After a plague destroys civilization, a young, white Virginian finds himself in the midst of a race war between barbaric neo-Nazi warriors and people of color and their allies throughout Appalachia in Neill’s (Finding St. Lo, 2019, etc.) novel.
In the 2020s, a deadly disease that eats away at the skin kills billions, resulting in an anarchic society. Most survivors are people of color, particularly those of African descent, who have natural immunity. Others that remain include white supremacists, born-again Confederates, neo-Nazis, doomsday Christians, and resurgent Viking-raider types, who are gearing up for a race war—and all are heavily armed. Scot Jamieson is the lone survivor of his prominent Virginia family, who wrote him off as an underachiever. Now he’s alone again after his post-catastrophe settlement—the remnants of his family’s affluent housing development—is devastated by a wave of white brutes sweeping through the territories. Members of a largely black settlement of generous, savvy survivors rescue him using impressive fighting skills. He finds a mentor and verbal sparring partner in Kimberly Bethune Tomlinson, a home-schooled black girl with an illuminating Afrocentric worldview. However, many of the strong emotional bonds that Scot makes are shattered when barbaric racists kidnap or murder his friends. Scot tries to find and protect those who still remain despite ongoing conflicts with a marauding Nazi horde called Right Nation, who draw their fascist philosophy from such sources as the Bible and racist writings of Abraham Lincoln. Its leadership only tolerates nonwhite people in their midst as underlings or sex slaves—as Kim soon finds out.

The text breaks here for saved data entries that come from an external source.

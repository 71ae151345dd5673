//! Builder for running a single external command.

use std::ffi::{OsStr, OsString};
use std::path::PathBuf;
use std::process::{ExitStatus, Stdio};

use tokio::process::Command;
use tokio_util::sync::CancellationToken;
use tracing::debug;

use super::error::ProcessError;
use super::render_command_line;

/// Output captured from a successful command.
#[derive(Debug, Clone)]
pub struct ToolOutput {
    /// Process exit status.
    pub status: ExitStatus,
    /// Captured standard output.
    pub stdout: Vec<u8>,
    /// Captured standard error (lossy UTF-8).
    pub stderr: String,
}

/// A builder for one external tool invocation.
///
/// # Example
///
/// ```no_run
/// use audioconvert_core::process::ToolCommand;
/// use tokio_util::sync::CancellationToken;
///
/// # async fn example() -> Result<(), audioconvert_core::process::ProcessError> {
/// let output = ToolCommand::new("ffprobe")
///     .args(["-hide_banner", "-show_format", "-print_format", "json"])
///     .arg("-i")
///     .arg("/music/01.flac")
///     .execute(&CancellationToken::new())
///     .await?;
/// println!("{}", String::from_utf8_lossy(&output.stdout));
/// # Ok(())
/// # }
/// ```
#[derive(Debug, Clone)]
pub struct ToolCommand {
    program: PathBuf,
    args: Vec<OsString>,
    envs: Vec<(OsString, OsString)>,
}

impl ToolCommand {
    /// Create a new command for the given program.
    pub fn new(program: impl Into<PathBuf>) -> Self {
        Self {
            program: program.into(),
            args: Vec::new(),
            envs: Vec::new(),
        }
    }

    /// Append a single argument.
    pub fn arg(&mut self, arg: impl AsRef<OsStr>) -> &mut Self {
        self.args.push(arg.as_ref().to_os_string());
        self
    }

    /// Append multiple arguments.
    pub fn args<I, S>(&mut self, args: I) -> &mut Self
    where
        I: IntoIterator<Item = S>,
        S: AsRef<OsStr>,
    {
        self.args
            .extend(args.into_iter().map(|a| a.as_ref().to_os_string()));
        self
    }

    /// Set an environment variable for the child.
    pub fn env(&mut self, key: impl AsRef<OsStr>, value: impl AsRef<OsStr>) -> &mut Self {
        self.envs
            .push((key.as_ref().to_os_string(), value.as_ref().to_os_string()));
        self
    }

    /// The command line, for logs and error messages.
    pub fn command_line(&self) -> String {
        render_command_line(&self.program, &self.args)
    }

    /// Run the command to completion, capturing stdout and stderr.
    ///
    /// Both pipes are drained before the exit status is read, so a chatty
    /// child can never block on a full pipe buffer. If `cancel` fires first
    /// the child is killed and [`ProcessError::Cancelled`] is returned.
    ///
    /// # Errors
    ///
    /// - [`ProcessError::Spawn`] if the program cannot be started.
    /// - [`ProcessError::Failed`] on a non-zero exit, with stderr attached.
    /// - [`ProcessError::Cancelled`] if the token was cancelled.
    pub async fn execute(&self, cancel: &CancellationToken) -> Result<ToolOutput, ProcessError> {
        if cancel.is_cancelled() {
            return Err(ProcessError::Cancelled);
        }

        let command_line = self.command_line();
        debug!(command = %command_line, "Running command");

        let child = {
            let mut cmd = Command::new(&self.program);
            cmd.args(&self.args)
                .envs(self.envs.iter().map(|(k, v)| (k, v)))
                .stdin(Stdio::null())
                .stdout(Stdio::piped())
                .stderr(Stdio::piped())
                .kill_on_drop(true);
            cmd.spawn().map_err(|source| ProcessError::Spawn {
                program: self.program.to_string_lossy().into_owned(),
                source,
            })?
        };

        let output = tokio::select! {
            output = child.wait_with_output() => output?,
            _ = cancel.cancelled() => return Err(ProcessError::Cancelled),
        };

        if !output.status.success() {
            return Err(ProcessError::failed(command_line, &output));
        }

        Ok(ToolOutput {
            status: output.status,
            stdout: output.stdout,
            stderr: String::from_utf8_lossy(&output.stderr).into_owned(),
        })
    }
}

Imagine a vivid, nail-biting apocalyptic horror novel on the scale of Justin Cronin’s The Passage (2010) or Richard Matheson’s I Am Legend (1954) that replaces mutated vampire-zombie-cannibals with scruffy Ku Klux Klan recruits (who are also cannibals). Certainly, the action is satisfying—Neill can describe ghastly, unsparingly bloody combat and atrocities with the best of them—but there’s also no shortage of thoughtfulness. By getting inside the heads of the enemy, the author clearly lays out the sinister cosmology of organized racism and entitlement, as when Right Nation leaders orate at length and debate the formidable Kim to justify their hateful crusade. President Donald Trump and his followers are specifically called out, as are Fox News, Ted Nugent, and Kid Rock, and shoutouts and praise go to former Black Panther Bobby Seale and African American authors Octavia Butler, Audre Lord, and James Baldwin, among others. Although Scot’s eyes are roughly opened to his society’s race-related shortcomings, the much-abused hero still manages to come up with a potentially nonviolent strategy to undermine the white-supremacist onslaught. Even so, the lengthy narrative ultimately winds down to a grisly grudge-match showdown between the principal characters, painting the pages red—and leaving far too much hanging. Another grating detail is the inclusion of an angelic orphaned girl, who apparently exists only to be put in deadly danger—a narrative device that calls to mind the adorable tykes that Michael Crichton insisted on menacing with velociraptors.
An angry, harrowing, and topical, if occasionally flawed, what-if actioner.